Kind and Good, or Selfish and Greedy?

I am currently reading, have just begun really, a very interesting book, “Humankind” by Rutger Bregman, in which he argues in effect that the default for humankind is kindness and goodness, and I have a few personal stories that shed light on his ideas.

On a train from Athens to Piraeus in 1999 to celebrate the 50th anniversary of my year living in Athens, I was pickpocketed. I had my passport, traveler's checks, and other valuable and treasured items, including the name and contact info of an artisan I admired, in a case inside an over-the-shoulder purse with a flap closing, which was turned toward my body; my arm wrapped around it.

I also had too many suitcases in my charge, and the train was so crowded that I was standing between the steps to the double doors, being pressed into the divider between the two. I did not know if, had I chosen to retreat down toward the doors, they might open and let me fall onto the rails. I did not move; and looking into my eyes - his laughing face about 8 inches from mine, his body pressed against me, was a beautiful young curly- haired man who I had seen with his friends in the station.

I did not move, and did not feel him move. But Oh, he did. We pulled into an interim stop and he and his friends barreled through the crowds and leapt off the train, “my” young man whooping gleefully. In his possession, of course, my passport case.

So no biggie, a night spent in Piraeus, rather than on a boat to Santorini, a trip back to Athens to the Embassy the next day, cancel the cheques, temporary passport order, temporary ID, never find the wonderful artisan we had known fifty years before, a pretty bad blow to my ego.. But really, no biggie. And I will come back to this story when I arrive, not too long from now, at the end of this tale and my take on Mr. Bregman’s book.

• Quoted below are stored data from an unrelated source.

//! # Key Derivation
//!
//! Deterministic keypair generation from validated seeds.
//!
//! Given the same seed and key type, [`create_keypair`] returns bit-identical
//! key material every time. The only randomness in this module is
//! [`random_seed`], which callers hit when they don't supply a seed at all.
//!
//! ## Key layout
//!
//! Keys use the libsodium layout so that DIDs and verkeys line up with what
//! other Indy/Aries wallets produce for the same seed:
//!
//! - public key: 32 bytes, compressed Edwards point.
//! - private key: 64 bytes, `seed || public key`.
//!
//! ## Security considerations
//!
//! - Seeds come from `OsRng` unless the caller provides a [`RandomSource`].
//! - Key bytes are never logged. `Debug` on secret types prints nothing useful.

use curve25519_dalek::edwards::CompressedEdwardsY;
use ed25519_dalek::SigningKey;
use rand::rngs::OsRng;
use rand::RngCore;
use sha2::{Digest, Sha512};
use std::fmt;
use thiserror::Error;
use tracing::debug;

use crate::config::{CURVE25519_KEY_LENGTH, PUBLIC_KEY_LENGTH, SECRET_KEY_LENGTH, SEED_LENGTH};
use crate::encoding::{bytes_to_base58, bytes_to_hex};
use crate::key_type::KeyType;
use crate::seed::Seed;

/// Errors that can occur during key derivation and conversion.
#[derive(Debug, Error)]
pub enum KeyError {
    /// The key type is registered but has no derivation implementation.
    #[error("unsupported key type: {0}")]
    UnsupportedKeyType(KeyType),

    /// The key type name is not registered at all.
    #[error("unknown key type: {0}")]
    UnknownKeyType(String),

    /// The bytes are not a usable Ed25519 public key.
    #[error("invalid public key bytes: not a valid Ed25519 point")]
    InvalidPublicKey,
}

// ---------------------------------------------------------------------------
// Randomness
// ---------------------------------------------------------------------------

/// Source of cryptographically secure random bytes.
///
/// Implementations may block until enough entropy is available but must
/// never return predictable output.
pub trait RandomSource: Send + Sync {
    fn fill_bytes(&self, dest: &mut [u8]);

    fn random_bytes(&self, n: usize) -> Vec<u8> {
        let mut buf = vec![0u8; n];
        self.fill_bytes(&mut buf);
        buf
    }
}

/// The operating system CSPRNG.
#[derive(Debug, Clone, Copy, Default)]
pub struct OsRandom;

impl RandomSource for OsRandom {
    fn fill_bytes(&self, dest: &mut [u8]) {
        OsRng.fill_bytes(dest);
    }
}

/// Generate a fresh random seed from the OS CSPRNG.
pub fn random_seed() -> Seed {
    random_seed_from(&OsRandom)
}

/// Generate a fresh random seed from the given source.
pub fn random_seed_from(source: &dyn RandomSource) -> Seed {
    let mut bytes = [0u8; SEED_LENGTH];
    source.fill_bytes(&mut bytes);
    Seed::from_bytes(bytes)
}

impl Seed {
    pub fn random() -> Self {
        random_seed()
    }

    pub fn random_from(source: &dyn RandomSource) -> Self {
        random_seed_from(source)
    }
}

// ---------------------------------------------------------------------------
// Key material
// ---------------------------------------------------------------------------

/// A raw 32-byte public key.
#[derive(Clone, Copy, PartialEq, Eq, Hash)]
pub struct PublicKey([u8; PUBLIC_KEY_LENGTH]);

impl PublicKey {
    pub fn from_bytes(bytes: [u8; PUBLIC_KEY_LENGTH]) -> Self {
        Self(bytes)
    }

    /// Length-checked construction. No curve validation happens here;
    /// conversion functions validate the point when they need to.
    pub fn try_from_slice(slice: &[u8]) -> Result<Self, KeyError> {
        let bytes: [u8; PUBLIC_KEY_LENGTH] =
            slice.try_into().map_err(|_| KeyError::InvalidPublicKey)?;
        Ok(Self(bytes))
    }

    pub fn as_bytes(&self) -> &[u8; PUBLIC_KEY_LENGTH] {
        &self.0
    }

    /// Base58 encoding, a.k.a. the verkey.
    pub fn to_base58(&self) -> String {
        bytes_to_base58(&self.0)
    }

    pub fn to_hex(&self) -> String {
        bytes_to_hex(&self.0)
    }
}

impl fmt::Debug for PublicKey {
    fn fmt(&self, f: &mut fmt::Formatter<'_>) -> fmt::Result {
        write!(f, "PublicKey({})", self.to_base58())
    }
}

impl fmt::Display for PublicKey {
    fn fmt(&self, f: &mut fmt::Formatter<'_>) -> fmt::Result {
        f.write_str(&self.to_base58())
    }
}

/// A raw 64-byte Ed25519 private key (`seed || public key`).
#[derive(Clone, PartialEq, Eq)]
pub struct SecretKey([u8; SECRET_KEY_LENGTH]);

impl SecretKey {
    pub fn from_bytes(bytes: [u8; SECRET_KEY_LENGTH]) -> Self {
        Self(bytes)
    }

    pub fn as_bytes(&self) -> &[u8; SECRET_KEY_LENGTH] {
        &self.0
    }

    /// The 32-byte seed half of the key.
    pub fn seed_bytes(&self) -> [u8; SEED_LENGTH] {
        let mut seed = [0u8; SEED_LENGTH];
        seed.copy_from_slice(&self.0[..SEED_LENGTH]);
        seed
    }

    /// Hex encoding of the full private key. Don't log the result.
    pub fn to_hex(&self) -> String {
        bytes_to_hex(&self.0)
    }
}

impl fmt::Debug for SecretKey {
    fn fmt(&self, f: &mut fmt::Formatter<'_>) -> fmt::Result {
        f.write_str("SecretKey(..)")
    }
}

/// A derived keypair.
///
/// Deliberately not `Serialize`: turning private key material into JSON
/// should take more than one accidental `#[derive]`.
#[derive(Clone, PartialEq, Eq)]
pub struct KeyPair {
    public_key: PublicKey,
    secret_key: SecretKey,
}

impl KeyPair {
    pub fn public_key(&self) -> &PublicKey {
        &self.public_key
    }

    pub fn secret_key(&self) -> &SecretKey {
        &self.secret_key
    }

    pub fn into_parts(self) -> (PublicKey, SecretKey) {
        (self.public_key, self.secret_key)
    }
}

impl fmt::Debug for KeyPair {
    fn fmt(&self, f: &mut fmt::Formatter<'_>) -> fmt::Result {
        write!(f, "KeyPair(pub={})", self.public_key.to_base58())
    }
}

// ---------------------------------------------------------------------------
// Derivation
// ---------------------------------------------------------------------------

/// Expand a seed into an Ed25519 keypair (RFC 8032 key generation).
pub fn keypair_from_seed(seed: &Seed) -> KeyPair {
    let signing_key = SigningKey::from_bytes(seed.as_bytes());
    KeyPair {
        public_key: PublicKey(signing_key.verifying_key().to_bytes()),
        secret_key: SecretKey(signing_key.to_keypair_bytes()),
    }
}

/// Create a keypair of the given type, drawing a random seed from the OS
/// when none is supplied.
pub fn create_keypair(key_type: KeyType, seed: Option<&Seed>) -> Result<KeyPair, KeyError> {
    create_keypair_with(key_type, seed, &OsRandom)
}

/// Like [`create_keypair`], with an explicit randomness source for the
/// seedless case. The key type is checked before any randomness is drawn.
pub fn create_keypair_with(
    key_type: KeyType,
    seed: Option<&Seed>,
    rng: &dyn RandomSource,
) -> Result<KeyPair, KeyError> {
    let derive = derivation(key_type).ok_or(KeyError::UnsupportedKeyType(key_type))?;
    let keypair = match seed {
        Some(seed) => derive(seed),
        None => derive(&random_seed_from(rng)),
    };
    debug!(key_type = %key_type, seeded = seed.is_some(), "derived keypair");
    Ok(keypair)
}

/// Whether keys of this type can be derived from a seed.
pub fn supports_derivation(key_type: KeyType) -> bool {
    derivation(key_type).is_some()
}

fn derivation(key_type: KeyType) -> Option<fn(&Seed) -> KeyPair> {
    match key_type {
        KeyType::Ed25519 => Some(keypair_from_seed),
        KeyType::X25519 | KeyType::Bls12381G2 => None,
    }
}

// ---------------------------------------------------------------------------
// Curve25519 conversion
// ---------------------------------------------------------------------------

/// Convert an Ed25519 public key to its X25519 (Montgomery) form.
///
/// Rejects bytes that do not decompress to a curve point, small-order points,
/// and points outside the prime-order subgroup.
pub fn ed25519_to_curve25519(
    public_key: &PublicKey,
) -> Result<[u8; CURVE25519_KEY_LENGTH], KeyError> {
    let point = CompressedEdwardsY(*public_key.as_bytes())
        .decompress()
        .ok_or(KeyError::InvalidPublicKey)?;
    if point.is_small_order() || !point.is_torsion_free() {
        return Err(KeyError::InvalidPublicKey);
    }
    Ok(point.to_montgomery().to_bytes())
}

/// Convert an Ed25519 private key to the clamped X25519 secret scalar that
/// pairs with [`ed25519_to_curve25519`] of its public key.
///
/// The scalar is the lower half of `SHA-512(seed)`, the same value Ed25519
/// itself multiplies the base point by.
pub fn ed25519_secret_to_curve25519(secret_key: &SecretKey) -> [u8; CURVE25519_KEY_LENGTH] {
    let digest = Sha512::digest(secret_key.seed_bytes());
    let mut scalar = [0u8; CURVE25519_KEY_LENGTH];
    scalar.copy_from_slice(&digest[..CURVE25519_KEY_LENGTH]);
    scalar[0] &= 248;
    scalar[31] &= 127;
    scalar[31] |= 64;
    scalar
}
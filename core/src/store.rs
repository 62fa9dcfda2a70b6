//! # DID Store
//!
//! In-memory registry of created DIDs, keyed by DID string.
//!
//! Creation itself never touches the store: [`crate::wallet::create_local_did`]
//! is pure, and callers that want duplicate detection insert the resulting
//! record here. `DashMap`'s entry API makes [`DidStore::insert_if_absent`]
//! atomic, so concurrent creators racing on the same seed see exactly one
//! winner.
//!
//! Nothing is persisted. Dropping the store drops every secret in it.

use chrono::{DateTime, Utc};
use dashmap::mapref::entry::Entry;
use dashmap::DashMap;
use thiserror::Error;
use tracing::debug;

use crate::wallet::DidInfo;

/// Errors that can occur during store operations.
#[derive(Debug, Error)]
pub enum StoreError {
    /// A record with this DID already exists.
    #[error("DID already exists: {0}")]
    DuplicateDid(String),
}

/// A stored record together with its insertion time.
#[derive(Debug, Clone)]
pub struct StoredDid {
    pub info: DidInfo,
    pub created_at: DateTime<Utc>,
}

/// Thread-safe map of DID → record.
#[derive(Debug, Default)]
pub struct DidStore {
    records: DashMap<String, StoredDid>,
}

impl DidStore {
    pub fn new() -> Self {
        Self::default()
    }

    /// Insert `info` unless its DID is already present.
    ///
    /// An existing record is never replaced, even if it carries the same key.
    pub fn insert_if_absent(&self, info: DidInfo) -> Result<(), StoreError> {
        match self.records.entry(info.did().to_string()) {
            Entry::Occupied(entry) => Err(StoreError::DuplicateDid(entry.key().clone())),
            Entry::Vacant(entry) => {
                debug!(did = %entry.key(), method = %info.method(), "stored DID");
                entry.insert(StoredDid {
                    info,
                    created_at: Utc::now(),
                });
                Ok(())
            }
        }
    }

    pub fn get(&self, did: &str) -> Option<StoredDid> {
        self.records.get(did).map(|r| r.value().clone())
    }

    pub fn contains(&self, did: &str) -> bool {
        self.records.contains_key(did)
    }

    pub fn remove(&self, did: &str) -> Option<StoredDid> {
        self.records.remove(did).map(|(_, record)| record)
    }

    pub fn len(&self) -> usize {
        self.records.len()
    }

    pub fn is_empty(&self) -> bool {
        self.records.is_empty()
    }

    /// All stored DIDs, sorted.
    pub fn dids(&self) -> Vec<String> {
        let mut dids: Vec<String> = self.records.iter().map(|r| r.key().clone()).collect();
        dids.sort();
        dids
    }
}
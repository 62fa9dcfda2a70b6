//! # Encoding Utilities
//!
//! Base58, base64, hex and multibase conversions used at every boundary of
//! the derivation pipeline. Everything here is a pure function: bytes in,
//! text out (or the other way around), no state, no surprises.
//!
//! ## Base64 padding
//!
//! Decoding always normalizes padding first, so both padded and unpadded
//! (JWT-style) input decode to the same bytes. The padding length is
//! `4 - len % 4`; when that is greater than 2 the input is left untouched.
//! That covers input that is already a multiple of 4, and also the
//! `len % 4 == 1` case, which can never be valid base64 and is handed to the
//! decoder as-is so that it fails there.

use base64::alphabet;
use base64::engine::general_purpose::{GeneralPurpose, GeneralPurposeConfig, STANDARD, URL_SAFE};
use base64::Engine as _;
use thiserror::Error;

use crate::config::MULTIBASE_BASE58BTC;

/// Errors raised while decoding text back into bytes.
#[derive(Debug, Error)]
pub enum EncodingError {
    #[error("invalid base58: {0}")]
    Base58(#[from] bs58::decode::Error),

    #[error("invalid base64: {0}")]
    Base64(#[from] base64::DecodeError),

    #[error("invalid hex: {0}")]
    Hex(#[from] hex::FromHexError),

    #[error("decoded bytes are not valid UTF-8: {0}")]
    Utf8(#[from] std::string::FromUtf8Error),

    /// The multibase string does not start with the expected base prefix.
    #[error("unsupported multibase prefix in '{0}': expected base58btc ('z')")]
    Multibase(String),
}

// ---------------------------------------------------------------------------
// Base58
// ---------------------------------------------------------------------------

/// Encode bytes as base58 (Bitcoin alphabet).
pub fn bytes_to_base58(bytes: &[u8]) -> String {
    bs58::encode(bytes).into_string()
}

/// Decode a base58 (Bitcoin alphabet) string.
pub fn base58_to_bytes(value: &str) -> Result<Vec<u8>, EncodingError> {
    Ok(bs58::decode(value).into_vec()?)
}

// ---------------------------------------------------------------------------
// Base64
// ---------------------------------------------------------------------------

/// Encode bytes as base64.
///
/// `urlsafe` selects the URL-safe alphabet (`-_` instead of `+/`). When `pad`
/// is false, trailing `=` characters are stripped.
pub fn bytes_to_base64(bytes: &[u8], urlsafe: bool, pad: bool) -> String {
    let encoded = if urlsafe {
        URL_SAFE.encode(bytes)
    } else {
        STANDARD.encode(bytes)
    };
    if pad {
        encoded
    } else {
        unpad(&encoded).to_string()
    }
}

/// Decoders that ignore set bits past the last full byte (`YR==` reads as `a`).
const LENIENT: GeneralPurposeConfig =
    GeneralPurposeConfig::new().with_decode_allow_trailing_bits(true);
const STANDARD_LENIENT: GeneralPurpose = GeneralPurpose::new(&alphabet::STANDARD, LENIENT);
const URL_SAFE_LENIENT: GeneralPurpose = GeneralPurpose::new(&alphabet::URL_SAFE, LENIENT);

/// Decode base64, tolerating missing padding and non-zero trailing bits.
pub fn base64_to_bytes(value: &str, urlsafe: bool) -> Result<Vec<u8>, EncodingError> {
    let padded = pad(value);
    let decoded = if urlsafe {
        URL_SAFE_LENIENT.decode(padded.as_bytes())?
    } else {
        STANDARD_LENIENT.decode(padded.as_bytes())?
    };
    Ok(decoded)
}

/// Decode base64 into a UTF-8 string.
pub fn base64_to_str(value: &str, urlsafe: bool) -> Result<String, EncodingError> {
    let bytes = base64_to_bytes(value, urlsafe)?;
    Ok(String::from_utf8(bytes)?)
}

/// Re-add base64 padding that JWT-style encoders omit.
pub fn pad(value: &str) -> String {
    let padlen = 4 - value.len() % 4;
    if padlen > 2 {
        value.to_string()
    } else {
        let mut padded = String::with_capacity(value.len() + padlen);
        padded.push_str(value);
        padded.extend(std::iter::repeat('=').take(padlen));
        padded
    }
}

/// Strip trailing base64 padding.
pub fn unpad(value: &str) -> &str {
    value.trim_end_matches('=')
}

// ---------------------------------------------------------------------------
// Hex
// ---------------------------------------------------------------------------

/// Lowercase hex. Display and debugging only.
pub fn bytes_to_hex(bytes: &[u8]) -> String {
    hex::encode(bytes)
}

pub fn hex_to_bytes(value: &str) -> Result<Vec<u8>, EncodingError> {
    Ok(hex::decode(value)?)
}

// ---------------------------------------------------------------------------
// Multibase
// ---------------------------------------------------------------------------

/// Encode bytes as a multibase base58btc string (`z` prefix).
pub fn multibase_base58btc(bytes: &[u8]) -> String {
    let mut encoded = String::with_capacity(bytes.len() * 138 / 100 + 2);
    encoded.push(MULTIBASE_BASE58BTC);
    encoded.push_str(&bytes_to_base58(bytes));
    encoded
}

/// Decode a multibase base58btc string. Other multibase encodings are
/// rejected rather than guessed at.
pub fn multibase_base58btc_decode(value: &str) -> Result<Vec<u8>, EncodingError> {
    let body = value
        .strip_prefix(MULTIBASE_BASE58BTC)
        .ok_or_else(|| EncodingError::Multibase(value.to_string()))?;
    base58_to_bytes(body)
}

#[cfg(test)]
mod tests {
    use super::*;

    #[test]
    fn base58_known_value() {
        assert_eq!(bytes_to_base58(b"hello world"), "StV1DL6CwTryKyV");
        assert_eq!(base58_to_bytes("StV1DL6CwTryKyV").unwrap(), b"hello world");
    }

    #[test]
    fn base58_preserves_leading_zeros() {
        let bytes = [0u8, 0, 1, 2, 3];
        let encoded = bytes_to_base58(&bytes);
        assert!(encoded.starts_with("11"));
        assert_eq!(base58_to_bytes(&encoded).unwrap(), bytes);
    }

    #[test]
    fn base58_rejects_invalid_alphabet() {
        // '0', 'O', 'I' and 'l' are not part of the Bitcoin alphabet.
        assert!(matches!(
            base58_to_bytes("0OIl"),
            Err(EncodingError::Base58(_))
        ));
    }

    #[test]
    fn base64_padded_and_unpadded() {
        assert_eq!(bytes_to_base64(b"a", false, true), "YQ==");
        assert_eq!(bytes_to_base64(b"a", false, false), "YQ");
        assert_eq!(base64_to_bytes("YQ==", false).unwrap(), b"a");
        assert_eq!(base64_to_bytes("YQ", false).unwrap(), b"a");
    }

    #[test]
    fn base64_urlsafe_alphabet() {
        let bytes = [0xfb, 0xff, 0xbf];
        assert_eq!(bytes_to_base64(&bytes, false, true), "+/+/");
        assert_eq!(bytes_to_base64(&bytes, true, true), "-_-_");
        assert_eq!(base64_to_bytes("-_-_", true).unwrap(), bytes);
        assert!(base64_to_bytes("-_-_", false).is_err());
    }

    #[test]
    fn base64_ignores_trailing_bits() {
        assert_eq!(base64_to_bytes("YR==", false).unwrap(), b"a");
        assert_eq!(base64_to_bytes("YR", true).unwrap(), b"a");
        assert_eq!(base64_to_bytes("YWJ", false).unwrap(), b"ab");
    }

    #[test]
    fn pad_lengths() {
        assert_eq!(pad(""), "");
        assert_eq!(pad("YWJj"), "YWJj");
        assert_eq!(pad("YWI"), "YWI=");
        assert_eq!(pad("YQ"), "YQ==");
        // Remainder 1 is never valid base64; it passes through untouched.
        assert_eq!(pad("YWJjZ"), "YWJjZ");
    }

    #[test]
    fn remainder_one_fails_in_decoder() {
        assert!(matches!(
            base64_to_bytes("YWJjZ", false),
            Err(EncodingError::Base64(_))
        ));
    }

    #[test]
    fn unpad_strips_only_trailing_padding() {
        assert_eq!(unpad("YQ=="), "YQ");
        assert_eq!(unpad("YWJj"), "YWJj");
    }

    #[test]
    fn base64_to_str_decodes_text() {
        assert_eq!(base64_to_str("aGVsbG8", false).unwrap(), "hello");
        let invalid_utf8 = bytes_to_base64(&[0xff, 0xfe], false, true);
        assert!(matches!(
            base64_to_str(&invalid_utf8, false),
            Err(EncodingError::Utf8(_))
        ));
    }

    #[test]
    fn hex_roundtrip() {
        assert_eq!(bytes_to_hex(&[0xde, 0xad, 0xbe, 0xef]), "deadbeef");
        assert_eq!(hex_to_bytes("deadbeef").unwrap(), [0xde, 0xad, 0xbe, 0xef]);
        assert!(matches!(hex_to_bytes("xyz"), Err(EncodingError::Hex(_))));
    }

    #[test]
    fn multibase_prefix() {
        let encoded = multibase_base58btc(b"hello world");
        assert_eq!(encoded, "zStV1DL6CwTryKyV");
        assert_eq!(multibase_base58btc_decode(&encoded).unwrap(), b"hello world");
        assert!(matches!(
            multibase_base58btc_decode("mSGVsbG8"),
            Err(EncodingError::Multibase(_))
        ));
    }
}

#[cfg(test)]
mod proptests {
    use super::*;
    use proptest::prelude::*;

    proptest! {
        #[test]
        fn prop_base58_roundtrip(bytes in prop::collection::vec(any::<u8>(), 0..128)) {
            prop_assert_eq!(base58_to_bytes(&bytes_to_base58(&bytes)).unwrap(), bytes);
        }

        #[test]
        fn prop_base64_roundtrip(
            bytes in prop::collection::vec(any::<u8>(), 0..128),
            urlsafe in any::<bool>(),
            padded in any::<bool>(),
        ) {
            let encoded = bytes_to_base64(&bytes, urlsafe, padded);
            prop_assert_eq!(base64_to_bytes(&encoded, urlsafe).unwrap(), bytes);
        }

        #[test]
        fn prop_unpadded_never_ends_with_padding(bytes in prop::collection::vec(any::<u8>(), 0..64)) {
            let encoded = bytes_to_base64(&bytes, false, false);
            prop_assert!(!encoded.ends_with('='));
        }
    }
}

Twice in Oklahoma City, my home for many years, I dropped my wallet in a parking lot and went about my business. The first time, I was at a large shopping mall. A man called me that evening, he had found it, he would bring it to me at my place of work the next day. And so he did, completely intact. The second time I was at a large doctor's office building downtown. Half an hour after I got home and got the credit cards canceled, I saw a nice old Mercury pull up outside, the husband staying in the car and the wife coming to the door with the biggest smile I’ve ever seen on her face. I mean, she was so happy to be doing what she was doing! And of course, in her hand, my very intact wallet.

And this year, in 2026, my brother twice - we will not judge here! - left his cross-body traveling bag in a restroom, once in an Italian airport, and once in a London restaurant. Each time, his bag was turned in completely intact.

Back to the unfortunate incident on the train from Athens: Well, it is clear to me that my young pickpocket on the train was being neither selfish nor greedy: he was doing his job, earning his keep, following probably in the family footsteps. He robbed a middle-aged woman from the richest country in the world, one at that time pursuing a controversial war in the region; and she suffered little more than a bit of  inconvenience and some hurt pride. Now if he stole from his granny that would be different, but I doubt that he did. 

His was a job, much like being CEO of businesses that harm people, or animals, or the earth; his was not an attitude toward life and people. So, Kind and Good, or Selfish and Greedy?  I come down firmly and tranquility with Bregman: Humankind is basically kind, and good. And what we are seeing in Washington DC is a total aberration.